=== WHAT THE TASK ASKS ===
Report all lines in the records that hold the string "struct".

=== INPUT MATERIAL ===
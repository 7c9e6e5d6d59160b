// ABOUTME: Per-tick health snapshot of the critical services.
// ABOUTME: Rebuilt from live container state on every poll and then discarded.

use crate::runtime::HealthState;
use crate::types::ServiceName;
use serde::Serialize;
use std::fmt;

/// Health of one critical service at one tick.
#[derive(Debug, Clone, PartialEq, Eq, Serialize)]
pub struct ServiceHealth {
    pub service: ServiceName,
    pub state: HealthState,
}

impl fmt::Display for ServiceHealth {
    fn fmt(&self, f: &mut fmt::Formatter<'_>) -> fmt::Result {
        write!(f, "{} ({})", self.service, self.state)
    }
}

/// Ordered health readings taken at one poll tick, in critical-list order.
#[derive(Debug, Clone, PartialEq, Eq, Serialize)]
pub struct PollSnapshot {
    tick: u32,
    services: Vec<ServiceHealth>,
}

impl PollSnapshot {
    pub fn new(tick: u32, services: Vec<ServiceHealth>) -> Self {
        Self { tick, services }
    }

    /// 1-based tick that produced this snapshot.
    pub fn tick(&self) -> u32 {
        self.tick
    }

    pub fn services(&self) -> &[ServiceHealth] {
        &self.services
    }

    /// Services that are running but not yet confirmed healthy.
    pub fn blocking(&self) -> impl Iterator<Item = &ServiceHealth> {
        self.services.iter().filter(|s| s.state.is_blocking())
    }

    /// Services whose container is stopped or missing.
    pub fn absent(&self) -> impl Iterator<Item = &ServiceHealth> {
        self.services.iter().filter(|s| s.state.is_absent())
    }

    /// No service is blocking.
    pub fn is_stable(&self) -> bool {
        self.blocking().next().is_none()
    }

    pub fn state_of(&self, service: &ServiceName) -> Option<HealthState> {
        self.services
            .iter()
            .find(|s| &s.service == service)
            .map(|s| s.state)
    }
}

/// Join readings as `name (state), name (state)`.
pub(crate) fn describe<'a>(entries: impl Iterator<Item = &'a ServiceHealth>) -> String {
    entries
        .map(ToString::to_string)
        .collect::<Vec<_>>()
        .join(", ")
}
* * *
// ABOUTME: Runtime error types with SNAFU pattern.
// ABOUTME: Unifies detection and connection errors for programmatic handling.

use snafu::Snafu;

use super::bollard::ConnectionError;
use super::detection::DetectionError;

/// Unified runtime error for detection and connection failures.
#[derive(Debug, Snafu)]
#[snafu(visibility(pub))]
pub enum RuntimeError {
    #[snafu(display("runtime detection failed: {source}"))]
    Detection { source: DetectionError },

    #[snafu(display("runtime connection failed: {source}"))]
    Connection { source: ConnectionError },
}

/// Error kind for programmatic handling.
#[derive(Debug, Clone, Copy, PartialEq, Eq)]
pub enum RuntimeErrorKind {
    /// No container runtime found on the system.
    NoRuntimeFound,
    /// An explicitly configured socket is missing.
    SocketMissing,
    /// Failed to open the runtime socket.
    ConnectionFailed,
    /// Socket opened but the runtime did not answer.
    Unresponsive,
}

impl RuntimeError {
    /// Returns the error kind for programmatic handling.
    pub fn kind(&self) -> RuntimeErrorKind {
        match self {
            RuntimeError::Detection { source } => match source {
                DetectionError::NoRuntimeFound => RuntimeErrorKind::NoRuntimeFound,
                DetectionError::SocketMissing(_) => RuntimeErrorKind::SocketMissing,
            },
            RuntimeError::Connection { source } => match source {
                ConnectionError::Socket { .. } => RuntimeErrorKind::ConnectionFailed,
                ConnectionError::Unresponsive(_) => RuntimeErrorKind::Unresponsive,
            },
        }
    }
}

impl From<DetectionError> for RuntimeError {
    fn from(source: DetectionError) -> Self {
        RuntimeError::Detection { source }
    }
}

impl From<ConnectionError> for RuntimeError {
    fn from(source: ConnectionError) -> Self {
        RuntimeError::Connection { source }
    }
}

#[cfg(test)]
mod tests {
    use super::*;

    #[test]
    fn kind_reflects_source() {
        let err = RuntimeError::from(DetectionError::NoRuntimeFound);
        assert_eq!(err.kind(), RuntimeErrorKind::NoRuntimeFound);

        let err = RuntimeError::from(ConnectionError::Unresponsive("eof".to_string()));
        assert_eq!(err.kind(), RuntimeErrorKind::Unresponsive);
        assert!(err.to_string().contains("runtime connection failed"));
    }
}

=== EXERCISE SOLUTION ===
pub struct ServiceHealth {
pub struct PollSnapshot {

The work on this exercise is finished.